[Memory] Speculative fix for sanitizer flakiness.

- When allocating virtual memory, make sure addresses don't interfere
  with hard-coded sanitizer regions.

Bug: v8:7146
Change-Id: I5bcb664b32bf53c8581772fe329190da6033701f
Reviewed-on: https://chromium-review.googlesource.com/833171Reviewed-by: Michael Lippautz <mlippautz@chromium.org>
Reviewed-by: Hannes Payer <hpayer@chromium.org>
Commit-Queue: Bill Budge <bbudge@chromium.org>
Cr-Commit-Position: refs/heads/master@{#50208}

src/base/platform/platform-posix.cc

@@ -206,14 +206,18 @@ size_t OS::CommitPageSize() {
 
 // static
 void* OS::GetRandomMmapAddr() {
-#if defined(ADDRESS_SANITIZER) || defined(MEMORY_SANITIZER) || \
-    defined(THREAD_SANITIZER)
-  // Dynamic tools do not support custom mmap addresses.
-  return nullptr;
-#else
   uintptr_t raw_addr;
   platform_random_number_generator.Pointer()->NextBytes(&raw_addr,
                                                         sizeof(raw_addr));
+#if defined(V8_USE_ADDRESS_SANITIZER) || defined(MEMORY_SANITIZER) || \
+    defined(THREAD_SANITIZER) || defined(LEAK_SANITIZER)
+  // If random hint addresses interfere with address ranges hard coded in
+  // sanitizers, bad things happen.
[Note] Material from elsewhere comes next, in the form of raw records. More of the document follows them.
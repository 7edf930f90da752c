use std::path::Path;

use serde::Deserialize;
use serde::Serialize;

/// How the agent treats tool invocations not matched by an allow rule.
#[derive(Debug, Clone, Copy, PartialEq, Eq, Serialize, Deserialize)]
#[serde(rename_all = "camelCase")]
pub enum DefaultMode {
    Deny,
    Ask,
    AcceptEdits,
}

/// Security tier selecting one of the three canned rule sets.
#[derive(Debug, Clone, Copy, Default, PartialEq, Eq, Serialize, Deserialize)]
#[serde(rename_all = "lowercase")]
pub enum PolicyTier {
    /// Public-facing production: default-deny, reads allowed, writes
    /// confined to the caller's workspace.
    Strict,
    /// Standard production: default-ask, plus self-inspection
    /// (`ps` without arguments, the caller's own /proc entry).
    #[default]
    Standard,
    /// Dev/staging only: broad allow, a short deny list for the
    /// obviously destructive.
    Permissive,
}

/// Declarative tool-permission rules handed to the agent via its settings
/// document. The agent evaluates `deny` before `allowedTools`, which is
/// what makes the self-but-not-others pairs below work.
#[derive(Debug, Clone, Serialize, Deserialize)]
pub struct PolicyDocument {
    #[serde(rename = "defaultMode")]
    pub default_mode: DefaultMode,
    #[serde(rename = "allowedTools")]
    pub allowed_tools: Vec<String>,
    pub deny: Vec<String>,
}

impl PolicyDocument {
    pub fn for_tier(tier: PolicyTier, workspaces_root: &Path, workspace: &Path) -> Self {
        match tier {
            PolicyTier::Strict => strict(workspaces_root, workspace),
            PolicyTier::Standard => standard(workspaces_root, workspace),
            PolicyTier::Permissive => permissive(),
        }
    }
}

fn workspace_allow_rules(workspace: &Path) -> Vec<String> {
    let ws = workspace.display();
    vec![
        "Read".to_string(),
        format!("Write({ws}/*)"),
        format!("Edit({ws}/*)"),
        "Bash(git:*)".to_string(),
        "Bash(npm:*)".to_string(),
        "Bash(python:*)".to_string(),
        "Bash(node:*)".to_string(),
        "Bash(pip:*)".to_string(),
    ]
}

fn cross_workspace_deny_rules(workspaces_root: &Path, workspace: &Path) -> Vec<String> {
    let root = workspaces_root.display();
    let ws = workspace.display();
    vec![
        format!("Read({root}/*)!{ws}"),
        format!("Write({root}/*)!{ws}"),
    ]
}

fn strict(workspaces_root: &Path, workspace: &Path) -> PolicyDocument {
    let root = workspaces_root.display();
    let mut deny = vec![
        "Bash(ls:/tmp/*)".to_string(),
        "Bash(cat:/tmp/*)".to_string(),
        "Bash(find:/tmp/*)".to_string(),
        "Read(/tmp/*)".to_string(),
        "Bash(ps:*)".to_string(),
        "Bash(top:*)".to_string(),
        "Read(/proc/*)!(/proc/self/*)".to_string(),
        "Bash(cat:/proc/*)".to_string(),
    ];
    deny.extend(cross_workspace_deny_rules(workspaces_root, workspace));
    deny.push(format!("Bash(ls:{root})"));
    deny.push(format!("Bash(ln:*:{root}/*)"));
    deny.extend([
        "Bash(sudo:*)".to_string(),
        "Bash(chmod:*)".to_string(),
        "Bash(chown:*)".to_string(),
        "Bash(rm:/)*".to_string(),
    ]);

    PolicyDocument {
        default_mode: DefaultMode::Deny,
        allowed_tools: workspace_allow_rules(workspace),
        deny,
    }
}

fn standard(workspaces_root: &Path, workspace: &Path) -> PolicyDocument {
    let mut allowed_tools = workspace_allow_rules(workspace);
    // `ps` with no arguments only lists the caller's own processes.
    allowed_tools.push("Bash(ps)".to_string());
    allowed_tools.push("Read(/proc/self/*)".to_string());

    let mut deny = vec![
        "Bash(cat:/tmp/*)".to_string(),
        "Bash(find:/tmp/*)".to_string(),
        "Read(/tmp/*)".to_string(),
    ];
    deny.extend(cross_workspace_deny_rules(workspaces_root, workspace));
    deny.extend(["Bash(sudo:*)".to_string(), "Bash(rm:/)*".to_string()]);

    PolicyDocument {
        default_mode: DefaultMode::Ask,
        allowed_tools,
        deny,
    }
}

fn permissive() -> PolicyDocument {
    PolicyDocument {
        default_mode: DefaultMode::AcceptEdits,
        allowed_tools: vec![
            "Read".to_string(),
            "Write(*)".to_string(),
            "Edit(*)".to_string(),
            "Bash(*)".to_string(),
        ],
        deny: vec![
            "Bash(sudo:*)".to_string(),
            "Bash(rm:/)*".to_string(),
            "Write(/etc/*)".to_string(),
        ],
    }
}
This address range is copied from TSAN
+  // source but works with all tools.
+  // See crbug.com/539863.
+  raw_addr &= 0x007fffff0000ULL;
+  raw_addr += 0x7e8000000000ULL;
+#else
 #if V8_TARGET_ARCH_X64
   // Currently available CPUs have 48 bits of virtual addressing.  Truncate
   // the hint address to 46 bits to give the kernel a fighting chance of
@@ -267,8 +271,8 @@ void* OS::GetRandomMmapAddr() {
   raw_addr += 0x20000000;
 #endif
 #endif
-  return reinterpret_cast<void*>(raw_addr);
 #endif
+  return reinterpret_cast<void*>(raw_addr);
 }
 
 // TODO(bbudge) Move Cygwin and Fuschia stuff into platform-specific files.